Istilah fraud detection atau deteksi fraud mungkin sudah tidak lagi asing bagi sebagian besar orang. Fraud atau kecurangan adalah tindakan yang dilakukan secara sengaja oleh oknum baik dari luar maupun dari dalam perusahaan untuk berbagai tujuan demi mendapatkan keuntungan dengan cara merugikan pihak lain.
Unsur kecurangan yang ada dalam tindakan fraud adalah jenis perbuatan yang melanggar hukum, di mana hal ini akan memberikan efek buruk bagi perusahaan. Tindakan fraud ini, selain memberikan kerugian secara materi juga bisa memengaruhi citra perusahaan.
Perusahaan dari berbagai sektor industri tidak luput dari tindakan fraud ini, khususnya di sektor perbankan. Fraud di sektor perbankan cukup banyak terjadi dan kecenderungan pelaku fraud berasal dari dalam organisasi yang memiliki akses lebih mudah ke dalam perusahaan.

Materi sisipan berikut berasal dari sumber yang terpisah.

//! Rotation configuration
//!
//! A `RotationConfig` describes where files go and when the sink moves on to
//! a new one. The calendar granularity comes from strftime patterns: the
//! bucket file name is `file_format` applied to the write's effective time,
//! optionally nested in a `dir_format` sub-directory.
//!
//! # Example
//!
//! ```ignore
//! use rotolog_sink::RotationConfig;
//! use std::time::Duration;
//!
//! let config = RotationConfig::default()
//!     .with_root_dir("logs")
//!     .with_dir_format("%Y%m/")
//!     .with_file_format("%Y-%m-%d.log")
//!     .with_max_file_size(64 * 1024 * 1024)
//!     .with_buffering(Duration::from_secs(1));
//! ```

use std::path::PathBuf;
use std::time::Duration;

use chrono::format::{Item, StrftimeItems};

use crate::error::{Result, SinkError};

/// Default in-memory buffer high-water mark (64KB)
pub const DEFAULT_BUFFER_CAPACITY: usize = 64 * 1024;

/// Default interval between automatic flushes
pub const DEFAULT_SYNC_INTERVAL: Duration = Duration::from_secs(1);

/// Where inside each payload an embedded timestamp lives
///
/// When configured, the sink derives the time bucket from the payload itself
/// instead of the wall clock: the payload is parsed at byte `offset` with the
/// strftime `format`, and whatever follows the timestamp is ignored.
#[derive(Debug, Clone, PartialEq, Eq)]
pub struct TimestampField {
    /// strftime pattern the timestamp is written in
    pub format: String,

    /// Byte offset of the timestamp within the payload
    pub offset: usize,
}

/// Configuration for a rotating file sink
///
/// Immutable after construction. Only `root_dir` and `file_format` are
/// required to be meaningful; everything else has a working default.
#[derive(Debug, Clone)]
pub struct RotationConfig {
    /// Base directory for all output files
    pub root_dir: PathBuf,

    /// strftime pattern for a time-split sub-directory; empty = no sub-directory
    pub dir_format: String,

    /// strftime pattern producing the bucket file name (the rotation granularity)
    pub file_format: String,

    /// Embedded-timestamp extractor; `None` uses the wall clock
    pub timestamp: Option<TimestampField>,

    /// Size threshold for rollover within a bucket; 0 disables size rollover
    pub max_file_size: u64,

    /// Interval between automatic flushes when the flush loop runs
    pub sync_interval: Duration,

    /// Flush after every write, bypassing the flush loop
    pub flush_each_write: bool,

    /// Route writes through an in-memory buffer before the file
    pub buffered: bool,

    /// Buffer high-water mark; the buffer drains to the file once it fills
    pub buffer_capacity: usize,
}

impl Default for RotationConfig {
    fn default() -> Self {
        Self {
            root_dir: PathBuf::from("logs"),
            dir_format: String::new(),
            file_format: "%Y%m%d.log".into(),
            timestamp: None,
            max_file_size: 0,
            sync_interval: DEFAULT_SYNC_INTERVAL,
            flush_each_write: false,
            buffered: false,
            buffer_capacity: DEFAULT_BUFFER_CAPACITY,
        }
    }
}

impl RotationConfig {
    /// Set the base directory
    #[must_use]
    pub fn with_root_dir(mut self, root_dir: impl Into<PathBuf>) -> Self {
        self.root_dir = root_dir.into();
        self
    }

    /// Set the sub-directory pattern (e.g. `"%Y%m"`)
    #[must_use]
    pub fn with_dir_format(mut self, dir_format: impl Into<String>) -> Self {
        self.dir_format = dir_format.into();
        self
    }

    /// Set the bucket file name pattern (e.g. `"%Y-%m-%d.log"`)
    #[must_use]
    pub fn with_file_format(mut self, file_format: impl Into<String>) -> Self {
        self.file_format = file_format.into();
        self
    }

    /// Derive time buckets from a timestamp embedded in each payload
    #[must_use]
    pub fn with_timestamp(mut self, format: impl Into<String>, offset: usize) -> Self {
        self.timestamp = Some(TimestampField {
            format: format.into(),
            offset,
        });
        self
    }

    /// Set the size rollover threshold in bytes (0 disables)
    #[must_use]
    pub fn with_max_file_size(mut self, max_file_size: u64) -> Self {
        self.max_file_size = max_file_size;
        self
    }

    /// Enable buffered writes with periodic flushing at `sync_interval`
    #[must_use]
    pub fn with_buffering(mut self, sync_interval: Duration) -> Self {
        self.buffered = true;
        self.sync_interval = sync_interval;
        self
    }

    /// Set the buffer high-water mark
    #[must_use]
    pub fn with_buffer_capacity(mut self, buffer_capacity: usize) -> Self {
        self.buffer_capacity = buffer_capacity;
        self
    }

    /// Flush (or sync, when unbuffered) after every write
    #[must_use]
    pub fn with_flush_each_write(mut self) -> Self {
        self.flush_each_write = true;
        self
    }

    /// Whether the background flush loop should run for this configuration
    pub(crate) fn wants_flush_loop(&self) -> bool {
        self.buffered && !self.flush_each_write
    }

    /// Validate the static configuration
    ///
    /// A failure here is a programming error in the hosting process, surfaced
    /// at setup time rather than on the write path.
    pub fn validate(&self) -> Result<()> {
        if self.root_dir.as_os_str().is_empty() {
            return Err(SinkError::config("root_dir must not be empty"));
        }
        if self.file_format.is_empty() {
            return Err(SinkError::config("file_format must not be empty"));
        }
        if !pattern_is_valid(&self.file_format) {
            return Err(SinkError::config(format!(
                "file_format '{}' is not a valid strftime pattern",
                self.file_format
            )));
        }
        if !self.dir_format.is_empty() && !pattern_is_valid(&self.dir_format) {
            return Err(SinkError::config(format!(
                "dir_format '{}' is not a valid strftime pattern",
                self.dir_format
            )));
        }
        if let Some(field) = &self.timestamp {
            if field.format.is_empty() || !pattern_is_valid(&field.format) {
                return Err(SinkError::config(format!(
                    "timestamp format '{}' is not a valid strftime pattern",
                    field.format
                )));
            }
        }
        if self.buffered && self.buffer_capacity == 0 {
            return Err(SinkError::config("buffer_capacity must be non-zero"));
        }
        if self.wants_flush_loop() && self.sync_interval.is_zero() {
            return Err(SinkError::config("sync_interval must be non-zero"));
        }
        Ok(())
    }
}

/// Check that a strftime pattern parses cleanly
///
/// `chrono` reports bad specifiers lazily as `Item::Error` while formatting,
/// which would otherwise surface as a panic deep in the write path.
fn pattern_is_valid(pattern: &str) -> bool {
    !StrftimeItems::new(pattern).any(|item| matches!(item, Item::Error))
}

#[cfg(test)]
#[path = "config_test.rs"]
mod config_test;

Fraud dalam Kegiatan Perbankan
Menurut Pasal 1 Angka 2 Peraturan Otoritas Jasa Keuangan Nomor 39/POJK.03/2019 Tahun 2019 tentang Penerapan Strategi Anti Fraud Bagi Bank Umum (POJK 39/2019), fraud diartikan sebagai suatu tindakan penyimpangan atau pembiaran yang sengaja dilakukan. Dengan tujuan untuk mengelabui, menipu, atau memanipulasi bank, nasabah, atau pihak lain, yang terjadi di lingkungan bank dan/atau menggunakan sarana bank. Sehingga akan mengakibatkan bank, nasabah, atau pihak lain mengalami kerugian dan/atau pelaku fraud memperoleh keuntungan keuangan baik secara langsung maupun tidak langsung.
Saat ini, peraturan strategi anti fraud yang telah diatur di dalam POJK 39/2019 tersebut hanya berlaku bagi bank umum, yaitu bank yang melaksanakan kegiatan usaha secara konvensional atau berdasarkan prinsip syariah, di mana dalam kegiatannya memberikan jasa dalam lalu lintas pembayaran, termasuk kantor cabang dari bank yang berkedudukan di luar negeri. Adapun jenis perbuatan yang tergolong fraud terdiri atas kecurangan, penipuan, penggelapan aset, pembocoran informasi, tindak pidana perbankan, dan tindakan lain.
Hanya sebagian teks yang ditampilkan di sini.